Cinq cent mille Bouddhas et moi, et moi, et moi...
Après avoir admiré des milliers de stupas, nous allons contempler des centaines de milliers de Bouddhas. Non, non, je n'éxagère pas puisque rien qu'à la pagode Thanboddhay, dans les environs de Monywa, on peut compter plus de 500 000 statues de Bouddhas (512 028 selon le guide " Voir ", 582 363 selon le " GDR " et c'est le "Lonely Planet " qui l'emporte avec pas moins de 5 823 631 !! Vous l'aurez compris, pour préparer un tel voyage, mieux vaut avoir plusieurs guides papier pour corriger les âneries de certains !). En regardant de près, vous constaterez que les frises des murs intérieurs et extérieurs sont couvertes de petites statues de Bouddhas, ce qui explique leur nombre aussi élevé.
Les représentations de Bouddhas ont commencé avec le développement de la sculpture.
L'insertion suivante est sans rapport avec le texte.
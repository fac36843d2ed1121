//! wg-quick configuration documents.
//!
//! The [`WireGuardConfig`] model, rendering to text, and parsing back, plus
//! [`generate_mesh`] for building a set of configs that point at each other.
//! Nothing here touches the filesystem; hosts read and write the text.

pub mod ip;
pub mod mesh;
pub mod parse;
pub mod render;
pub mod types;

pub use mesh::{generate_mesh, generate_mesh_from, MeshOptions, DEFAULT_LISTEN_PORT};
pub use parse::parse;
pub use render::render;
pub use types::{InterfaceSection, PeerSection, WireGuardConfig};
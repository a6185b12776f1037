//! OpenSASE Storefront
//!
//! The shopper-facing core of a small online store.
//!
//! ## Features
//! - Product catalog filtering and sorting
//! - Shopping cart with derived count and subtotal
//! - Order summary with a flat tax rate
//! - Pluggable authentication (local mock or hosted identity service)
//! - JSON HTTP surface for the storefront UI

use thiserror::Error;

pub mod api;
pub mod auth;
pub mod catalog;
pub mod config;
pub mod domain;

pub use auth::{AuthError, AuthGateway, MockAuthGateway, RemoteAuthGateway, Session};
pub use catalog::{Catalog, CatalogError, Category, StaticCatalog};
pub use config::{Config, ConfigError};
pub use domain::aggregates::{CartLine, CartStore, OrderSummary, Product, ProductSnapshot};
pub use domain::filters::{apply_filters, FilterSpec, PriceRange, SortBy};
pub use domain::value_objects::{Price, Quantity, Rating};

// =============================================================================
// Error Types
// =============================================================================

#[derive(Error, Debug)]
pub enum StorefrontError {
    #[error("Auth error: {0}")]
    Auth(#[from] AuthError),

    #[error("Catalog error: {0}")]
    Catalog(#[from] CatalogError),

    #[error("Config error: {0}")]
    Config(#[from] ConfigError),
}

pub type Result<T> = std::result::Result<T, StorefrontError>;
Elles ont en commun trente-deux marques physiques qui symbolisent les existences antérieures du Bouddha actuellement vénéré. La protubérance crânienne, qui représente un bouton de fleur de lotus, est l'image de la présence spirituelle du saint homme.
Plus de cinquante gestes symboliques sont associés aux principaux épisodes de sa vie. Le plus connu est le geste de prise à témoin de la terre, qui atteste que Bouddha a atteint le Nirvâna.
La photo suivante montre le geste d'enseignement. Au passage, on peut ajouter à notre décompte un millier de Bouddhas, à l'ombre de leur banian respectif, dans ce parc au pied de la colline de Sagaing.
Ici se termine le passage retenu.